Là, je me suis dit qu’il était urgent de faire avancer les choses.
En
quoi la situation des proches aidants vous alarme-t-elle aujourd’hui?
Cela
fait plus de vingt ans qu’on parle de la situation du rôle des aidants, on
empile les rapports et quelques mesures d’aides. Il faut aller beaucoup plus
loin désormais. Aujourd’hui, on estime en France à entre 8 et 11 millions de
personnes qui assistent un proche malade ou en situation de handicap ou de dépendance.

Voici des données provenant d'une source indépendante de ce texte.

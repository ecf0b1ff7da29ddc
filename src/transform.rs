use crate::error::ChatError;
use log::warn;
use regex::Regex;
use serde::{Deserialize, Serialize};

/// Per-message context handed to the external transform hook.
pub struct TransformContext<'a> {
    pub is_user: bool,
    pub user_name: &'a str,
    pub character_name: &'a str,
    pub character_key: &'a str,
}

/// Host-supplied text transform applied between macro substitution and
/// embedded-document extraction. The pipeline treats it as an opaque pure
/// function; a failing hook is logged and the text passes through unmodified
/// for that message only.
pub trait TextTransform {
    fn apply(&self, text: &str, ctx: &TransformContext) -> Result<String, ChatError>;
}

/// Identity transform used when the host supplies no rules.
pub struct NoopTransform;

impl TextTransform for NoopTransform {
    fn apply(&self, text: &str, _ctx: &TransformContext) -> Result<String, ChatError> {
        Ok(text.to_string())
    }
}

#[derive(Debug, Clone, Copy, PartialEq, Eq, Serialize, Deserialize, Default)]
#[serde(rename_all = "snake_case")]
pub enum RuleScope {
    #[default]
    All,
    UserOnly,
    CharacterOnly,
}

/// One find/replace rule as stored by the host.
#[derive(Debug, Clone, Serialize, Deserialize)]
pub struct TransformRule {
    pub find: String,
    pub replace: String,
    #[serde(default)]
    pub scope: RuleScope,
    /// Treat `find` as a literal string instead of a regex pattern.
    #[serde(default)]
    pub literal: bool,
}

struct CompiledRule {
    pattern: Regex,
    replace: String,
    scope: RuleScope,
}

/// Regex-rule implementation of [`TextTransform`].
///
/// Rules that fail to compile are skipped at load time with a warning; one
/// bad rule never blocks the rest of the set.
pub struct RegexRuleSet {
    rules: Vec<CompiledRule>,
}

impl RegexRuleSet {
    pub fn from_rules(rules: Vec<TransformRule>) -> Self {
        let mut compiled = Vec::new();
        for rule in rules {
            let pattern_source = if rule.literal {
                crate::text_utils::escape_regex(&rule.find)
            } else {
                rule.find.clone()
            };
            match Regex::new(&pattern_source) {
                Ok(pattern) => compiled.push(CompiledRule {
                    pattern,
                    replace: rule.replace,
                    scope: rule.scope,
                }),
                Err(e) => {
                    warn!("Skipping malformed transform rule '{}': {e}", rule.find);
                }
            }
        }
        RegexRuleSet { rules: compiled }
    }

    pub fn from_json(json: &str) -> Result<Self, serde_json::Error> {
        let rules: Vec<TransformRule> = serde_json::from_str(json)?;
        Ok(Self::from_rules(rules))
    }

    pub fn len(&self) -> usize {
        self.rules.len()
    }

    pub fn is_empty(&self) -> bool {
        self.rules.is_empty()
    }
}

impl TextTransform for RegexRuleSet {
    fn apply(&self, text: &str, ctx: &TransformContext) -> Result<String, ChatError> {
        let mut result = text.to_string();
        for rule in &self.rules {
            let applies = match rule.scope {
                RuleScope::All => true,
                RuleScope::UserOnly => ctx.is_user,
                RuleScope::CharacterOnly => !ctx.is_user,
            };
            if !applies {
                continue;
            }
            let replacement = rule
                .replace
                .replace("{{user}}", ctx.user_name)
                .replace("{{char}}", ctx.character_name);
            result = rule
                .pattern
                .replace_all(&result, replacement.as_str())
                .into_owned();
        }
        Ok(result)
    }
}

#[cfg(test)]
mod tests {
    use super::*;

    fn ctx<'a>() -> TransformContext<'a> {
        TransformContext {
            is_user: false,
            user_name: "Alice",
            character_name: "Bob",
            character_key: "bob",
        }
    }

    fn rule(find: &str, replace: &str) -> TransformRule {
        TransformRule {
            find: find.to_string(),
            replace: replace.to_string(),
            scope: RuleScope::All,
            literal: false,
        }
    }

    #[test]
    fn test_rule_application() {
        let set = RegexRuleSet::from_rules(vec![rule(r"\*sighs\*", "<em>sighs</em>")]);
        let out = set.apply("he *sighs* loudly", &ctx()).unwrap();
        assert_eq!(out, "he <em>sighs</em> loudly");
    }

    #[test]
    fn test_malformed_rule_skipped() {
        let set = RegexRuleSet::from_rules(vec![rule("[unclosed", "x"), rule("ok", "fine")]);
        assert_eq!(set.len(), 1);
        assert_eq!(set.apply("ok then", &ctx()).unwrap(), "fine then");
    }

    #[test]
    fn test_literal_rule_escapes_metacharacters() {
        let set = RegexRuleSet::from_rules(vec![TransformRule {
            literal: true,
            ..rule("(sighs)", "[sighs]")
        }]);
        assert_eq!(set.apply("he (sighs) loudly", &ctx()).unwrap(), "he [sighs] loudly");
    }

    #[test]
    fn test_scope_filtering() {
        let set = RegexRuleSet::from_rules(vec![TransformRule {
            scope: RuleScope::UserOnly,
            ..rule("hello", "hi")
        }]);
        // Context is a character message, so the user-only rule is inert.
        assert_eq!(set.apply("hello", &ctx()).unwrap(), "hello");
    }

    #[test]
    fn test_macro_in_replacement() {
        let set = RegexRuleSet::from_rules(vec![rule("the hero", "{{char}}")]);
        assert_eq!(set.apply("the hero arrives", &ctx()).unwrap(), "Bob arrives");
    }
}
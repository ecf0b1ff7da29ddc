use std::collections::HashMap;

/// Substitutes `{{name}}` placeholder tokens in raw message text.
///
/// Unknown placeholders are left untouched so host-specific tokens survive
/// for the transform hook downstream.
pub struct MacroExpander {
    variables: HashMap<String, String>,
}

impl MacroExpander {
    pub fn new(user_name: &str, character_name: &str) -> Self {
        let mut variables = HashMap::new();
        variables.insert("user".to_string(), user_name.to_string());
        variables.insert("char".to_string(), character_name.to_string());
        MacroExpander { variables }
    }

    pub fn set(&mut self, key: &str, value: &str) {
        self.variables.insert(key.to_string(), value.to_string());
    }

    pub fn expand(&self, text: &str) -> String {
        let mut result = text.to_string();
        for (key, value) in &self.variables {
            let placeholder = format!("{{{{{}}}}}", key);
            result = result.replace(&placeholder, value);
        }
        result
    }
}

#[cfg(test)]
mod tests {
    use super::*;

    #[test]
    fn test_user_and_char_substitution() {
        let expander = MacroExpander::new("Alice", "Bob");
        assert_eq!(
            expander.expand("{{char}} waves at {{user}}."),
            "Bob waves at Alice."
        );
    }

    #[test]
    fn test_repeated_placeholder() {
        let expander = MacroExpander::new("Alice", "Bob");
        assert_eq!(expander.expand("{{user}} and {{user}}"), "Alice and Alice");
    }

    #[test]
    fn test_unknown_placeholder_kept() {
        let expander = MacroExpander::new("Alice", "Bob");
        assert_eq!(expander.expand("{{idle_timer}}"), "{{idle_timer}}");
    }

    #[test]
    fn test_extra_variable() {
        let mut expander = MacroExpander::new("Alice", "Bob");
        expander.set("scenario", "tavern");
        assert_eq!(expander.expand("at the {{scenario}}"), "at the tavern");
    }
}
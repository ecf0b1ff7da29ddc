use chrono::{DateTime, NaiveDateTime, TimeZone, Utc};
use log::debug;

/// Millisecond epochs start at 10^12; anything numeric below that is taken
/// as whole seconds.
const MILLIS_THRESHOLD: f64 = 1_000_000_000_000.0;

const CUSTOM_FORMAT: &str = "%Y-%m-%d@%Hh%Mm%Ss";

const FREEFORM_FORMATS: &[&str] = &[
    "%Y-%m-%d %H:%M:%S",
    "%Y-%m-%dT%H:%M:%S",
    "%Y-%m-%d %H:%M",
    "%B %e, %Y %l:%M%P",
    "%b %e, %Y %l:%M%P",
];

/// Normalizes a raw timestamp value to an absolute UTC instant.
///
/// The value may be a numeric epoch in milliseconds, a numeric epoch in
/// seconds, a free-form date string, or the fixed `YYYY-MM-DD@HHhMMmSSs`
/// format. All branches are attempted in order; an unparseable value falls
/// back to epoch zero.
pub fn normalize_timestamp(raw: &str) -> DateTime<Utc> {
    let trimmed = raw.trim();
    if trimmed.is_empty() {
        return epoch_zero();
    }

    if let Ok(numeric) = trimmed.parse::<f64>() {
        let millis = if numeric.abs() >= MILLIS_THRESHOLD {
            numeric as i64
        } else {
            (numeric * 1000.0) as i64
        };
        if let Some(ts) = Utc.timestamp_millis_opt(millis).single() {
            return ts;
        }
    }

    if let Ok(ts) = DateTime::parse_from_rfc3339(trimmed) {
        return ts.with_timezone(&Utc);
    }
    if let Ok(ts) = DateTime::parse_from_rfc2822(trimmed) {
        return ts.with_timezone(&Utc);
    }
    for format in FREEFORM_FORMATS {
        if let Ok(naive) = NaiveDateTime::parse_from_str(trimmed, format) {
            return Utc.from_utc_datetime(&naive);
        }
    }

    if let Ok(naive) = NaiveDateTime::parse_from_str(trimmed, CUSTOM_FORMAT) {
        return Utc.from_utc_datetime(&naive);
    }

    debug!("Unparseable timestamp '{trimmed}', falling back to epoch zero");
    epoch_zero()
}

pub fn epoch_zero() -> DateTime<Utc> {
    Utc.timestamp_opt(0, 0).single().unwrap_or_default()
}

pub fn is_epoch_zero(ts: &DateTime<Utc>) -> bool {
    ts.timestamp() == 0
}
use crate::text_utils::escape_html;
use regex::Regex;

/// Converts `<choices>` blocks into a styled, read-only card list.
///
/// Lines of the form `N. text` become the choices; when no numbered lines
/// are present every non-blank line inside the block counts as one choice in
/// order. Must run on text whose embedded-document regions are already
/// tokenized, so a choices tag belonging to a document's own internal UI is
/// never touched.
pub struct ChoiceBlockProcessor {
    block_re: Regex,
    numbered_re: Regex,
}

impl ChoiceBlockProcessor {
    pub fn new() -> Self {
        Self {
            block_re: Regex::new(r"(?is)<choices>(.*?)</choices>")
                .expect("Failed to compile choices block regex"),
            numbered_re: Regex::new(r"^\s*\d+[.)]\s*(.*)$")
                .expect("Failed to compile numbered choice regex"),
        }
    }

    pub fn process(&self, text: &str) -> String {
        self.block_re
            .replace_all(text, |caps: &regex::Captures| self.render_block(&caps[1]))
            .into_owned()
    }

    fn render_block(&self, body: &str) -> String {
        let numbered: Vec<String> = body
            .lines()
            .filter_map(|line| {
                self.numbered_re
                    .captures(line)
                    .map(|caps| caps[1].trim().to_string())
            })
            .filter(|choice| !choice.is_empty())
            .collect();

        let choices = if numbered.is_empty() {
            body.lines()
                .map(str::trim)
                .filter(|line| !line.is_empty())
                .map(str::to_string)
                .collect()
        } else {
            numbered
        };

        let mut html = String::from("<div class=\"choices-block\">\n");
        html.push_str("<div class=\"choices-header\">Choices</div>\n");
        for (idx, choice) in choices.iter().enumerate() {
            html.push_str(&format!(
                "<div class=\"choice-card\"><span class=\"choice-num\">{}</span><span class=\"choice-text\">{}</span></div>\n",
                idx + 1,
                escape_html(choice)
            ));
        }
        html.push_str("</div>");
        html
    }
}

impl Default for ChoiceBlockProcessor {
    fn default() -> Self {
        Self::new()
    }
}
use thiserror::Error;

#[derive(Debug, Error)]
pub enum ChatError {
    #[error("transcript contains no messages")]
    EmptyTranscript,

    #[error("transcript has no header record")]
    MissingHeader,

    #[error("failed to read transcript {path}")]
    Io {
        path: String,
        #[source]
        source: std::io::Error,
    },

    #[error("transform hook failed: {0}")]
    Transform(String),
}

C’est énorme! L’Etat réalise chaque année 16 milliards d’euros d’économies
grâce à eux. Il est temps qu’on leur facilite les choses.
Justement,
vous proposez notamment d'instaurer une forme d'allocation pour les aidants.
En
effet. En 2016, 267.000 personnes, pour la plupart des salariés, auraient pu
prendre un congé de proche aidant, comme le permet déjà la loi. Au final, seule
une dizaine en ont bénéficié, soit 0,004%. Pourquoi si peu? Parce que ce congé
n’est pas rémunéré. Raison pour laquelle la proposition de loi crée une
indemnité de 900 euros par mois sur trois ans. Et tout cela, sans que cela ne
coûte rien à l’Etat. Le système serait financé par la mise en place d'une
surprime de 1,7% sur certains contrats d’assurance. Mais nous ne nous sommes
pas arrêtés là: le texte prévoit de créer un guide d'information digne de ce
nom pour les nouveaux aidants, de mentionner le rôle d'aidant sur le dossier
carte vitale -utile en cas d'accident par exemple-, ou encore de rendre l'accès
à la formation professionnelle prioritaire à l'issue d'un long congé de proche
aidant.
Christelle
Dubos, la nouvelle secrétaire d’Etat auprès de la ministre des Solidarités et
de la Santé, s’est ouvertement opposée à l’approbation de ce texte, annonçant
que des mesures seraient prises dans le cadre d’un futur projet de loi d’ici à
fin 2019. Votre proposition de loi semble dès lors avoir très peu de chances
d’aboutir…
La
réponse de Christelle Dubos n’est pas acceptable car le gouvernement ne trouve
rien à redire sur le moindre article du texte. S’il veut ajouter des
amendements ou modifier le texte, qu’il le fasse! Nous sommes ouverts à la
discussion. Il faut voir ce texte comme une main tendue vers l'exécutif. Je ne
comprends pas ce refus. J’en veux au gouvernement de ne pas être à l’écoute de
cette proposition de loi qui est, en l’état, valable, sans coûter un centime à
l’Etat. Elle est le résultat de six mois de travail et de consultation des
principaux acteurs. Derrière, il y a toutes les associations d'aidants qui ont
envie d’y croire.
Comment
entrevoyez-vous la suite?
La proposition de loi
doit être présentée devant l’Assemblée nationale à partir du 6 décembre
prochain et devrait être portée par le groupe centriste. J’ai lancé un appel au
gouvernement. J’espère qu’il sera entendu. Maintenant, il y a une attente
réelle. Arrêtons de commander des rapports.